- About this exercise -
The records below must be duplicated exactly, character for character.

[Saved entries]
use crate::error::{Result, StoreError};
use std::env;
use std::fs;
use std::path::PathBuf;

const APP_DIR: &str = "fictag";
const DB_FILENAME: &str = "fictag.sqlite3";

pub fn data_dir() -> Result<PathBuf> {
    if let Some(dir) = env::var_os("XDG_DATA_HOME") {
        let path = PathBuf::from(dir);
        if path.as_os_str().is_empty() {
            return Err(StoreError::InvalidDataPath(path));
        }
        return Ok(path.join(APP_DIR));
    }

    let home = dirs::home_dir().ok_or(StoreError::MissingHomeDir)?;
    Ok(home.join(".local").join("share").join(APP_DIR))
}

/// Explicit path wins; otherwise the database lives in the data directory,
/// which is created on demand.
pub fn resolve_db_path(custom: Option<PathBuf>) -> Result<PathBuf> {
    if let Some(path) = custom {
        if path.as_os_str().is_empty() {
            return Err(StoreError::InvalidDataPath(path));
        }
        return Ok(path);
    }
    let dir = data_dir()?;
    if !dir.exists() {
        fs::create_dir_all(&dir)?;
    }
    Ok(dir.join(DB_FILENAME))
}
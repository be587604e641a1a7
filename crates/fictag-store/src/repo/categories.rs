use crate::error::{invalid, Result, StoreError};
use fictag_core::domain::{TagCategory, TagCategoryId};
use fictag_core::normalize_display_name;
use rusqlite::{params, Connection};

pub struct CategoriesRepo<'a> {
    conn: &'a Connection,
}

impl<'a> CategoriesRepo<'a> {
    pub fn new(conn: &'a Connection) -> Self {
        Self { conn }
    }

    pub fn create(&self, now_utc: i64, name: &str, description: &str) -> Result<TagCategory> {
        let name = normalize_display_name(name);
        if name.is_empty() {
            return Err(invalid("name", "Category name is required"));
        }
        if self.get_by_name(&name)?.is_some() {
            return Err(invalid("name", "Category with this name already exists"));
        }
        self.conn.execute(
            "INSERT INTO tag_categories (name, description, created_at) VALUES (?1, ?2, ?3);",
            params![name, description.trim(), now_utc],
        )?;
        self.require(TagCategoryId(self.conn.last_insert_rowid()))
    }

    pub fn get(&self, id: TagCategoryId) -> Result<Option<TagCategory>> {
        let mut stmt = self.conn.prepare(
            "SELECT id, name, description, created_at FROM tag_categories WHERE id = ?1;",
        )?;
        let mut rows = stmt.query([id.get()])?;
        if let Some(row) = rows.next()? {
            Ok(Some(category_from_row(row)?))
        } else {
            Ok(None)
        }
    }

    pub fn require(&self, id: TagCategoryId) -> Result<TagCategory> {
        self.get(id)?
            .ok_or_else(|| StoreError::NotFound(format!("category {id}")))
    }

    pub fn get_by_name(&self, name: &str) -> Result<Option<TagCategory>> {
        let mut stmt = self.conn.prepare(
            "SELECT id, name, description, created_at FROM tag_categories
             WHERE name = ?1 COLLATE NOCASE;",
        )?;
        let mut rows = stmt.query([name.trim()])?;
        if let Some(row) = rows.next()? {
            Ok(Some(category_from_row(row)?))
        } else {
            Ok(None)
        }
    }

    /// Categories in display order.
    pub fn list(&self) -> Result<Vec<TagCategory>> {
        let mut stmt = self.conn.prepare(
            "SELECT id, name, description, created_at FROM tag_categories ORDER BY id ASC;",
        )?;
        let mut rows = stmt.query([])?;
        let mut categories = Vec::new();
        while let Some(row) = rows.next()? {
            categories.push(category_from_row(row)?);
        }
        Ok(categories)
    }
}

fn category_from_row(row: &rusqlite::Row<'_>) -> Result<TagCategory> {
    Ok(TagCategory {
        id: TagCategoryId(row.get(0)?),
        name: row.get(1)?,
        description: row.get(2)?,
        created_at: row.get(3)?,
    })
}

- Task solution -
use crate::error::{Result, StoreError};
use std::env;
use std::fs;
use std::path::PathBuf;

const APP_DIR: &str = "fictag";
const DB_FILENAME: &str = "fictag.sqlite3";

pub fn data_dir() -> Result<PathBuf> {
    if let Some(dir) = env::var_os("XDG_DATA_HOME") {
        let path = PathBuf::from(dir);
        if path.as_os_str().is_empty() {
            return Err(StoreError::InvalidDataPath(path));
        }
        return Ok(path.join(APP_DIR));
    }

    let home = dirs::home_dir().ok_or(StoreError::MissingHomeDir)?;
    Ok(home.join(".local").join("share").join(APP_DIR))
}

/// Explicit path wins; otherwise the database lives in the data directory,
/// which is created on demand.
pub fn resolve_db_path(custom: Option<PathBuf>) -> Result<PathBuf> {
    if let Some(path) = custom {
        if path.as_os_str().is_empty() {
            return Err(StoreError::InvalidDataPath(path));
        }
        return Ok(path);
    }
    let dir = data_dir()?;
    if !dir.exists() {
        fs::create_dir_all(&dir)?;
    }
    Ok(dir.join(DB_FILENAME))
}
repository be587604e641a1a7
filename crates/fictag-store/src/repo/categories.rs
use crate::error::{invalid, Result, StoreError};
use fictag_core::domain::{TagCategory, TagCategoryId};
use fictag_core::normalize_display_name;
use rusqlite::{params, Connection};

pub struct CategoriesRepo<'a> {
    conn: &'a Connection,
}

impl<'a> CategoriesRepo<'a> {
    pub fn new(conn: &'a Connection) -> Self {
        Self { conn }
    }

    pub fn create(&self, now_utc: i64, name: &str, description: &str) -> Result<TagCategory> {
        let name = normalize_display_name(name);
        if name.is_empty() {
            return Err(invalid("name", "Category name is required"));
        }
        if self.get_by_name(&name)?.is_some() {
            return Err(invalid("name", "Category with this name already exists"));
        }
        self.conn.execute(
            "INSERT INTO tag_categories (name, description, created_at) VALUES (?1, ?2, ?3);",
            params![name, description.trim(), now_utc],
        )?;
        self.require(TagCategoryId(self.conn.last_insert_rowid()))
    }

    pub fn get(&self, id: TagCategoryId) -> Result<Option<TagCategory>> {
        let mut stmt = self.conn.prepare(
            "SELECT id, name, description, created_at FROM tag_categories WHERE id = ?1;",
        )?;
        let mut rows = stmt.query([id.get()])?;
        if let Some(row) = rows.next()? {
            Ok(Some(category_from_row(row)?))
        } else {
            Ok(None)
        }
    }

    pub fn require(&self, id: TagCategoryId) -> Result<TagCategory> {
        self.get(id)?
            .ok_or_else(|| StoreError::NotFound(format!("category {id}")))
    }

    pub fn get_by_name(&self, name: &str) -> Result<Option<TagCategory>> {
        let mut stmt = self.conn.prepare(
            "SELECT id, name, description, created_at FROM tag_categories
             WHERE name = ?1 COLLATE NOCASE;",
        )?;
        let mut rows = stmt.query([name.trim()])?;
        if let Some(row) = rows.next()? {
            Ok(Some(category_from_row(row)?))
        } else {
            Ok(None)
        }
    }

    /// Categories in display order.
    pub fn list(&self) -> Result<Vec<TagCategory>> {
        let mut stmt = self.conn.prepare(
            "SELECT id, name, description, created_at FROM tag_categories ORDER BY id ASC;",
        )?;
        let mut rows = stmt.query([])?;
        let mut categories = Vec::new();
        while let Some(row) = rows.next()? {
            categories.push(category_from_row(row)?);
        }
        Ok(categories)
    }
}

fn category_from_row(row: &rusqlite::Row<'_>) -> Result<TagCategory> {
    Ok(TagCategory {
        id: TagCategoryId(row.get(0)?),
        name: row.get(1)?,
        description: row.get(2)?,
        created_at: row.get(3)?,
    })
}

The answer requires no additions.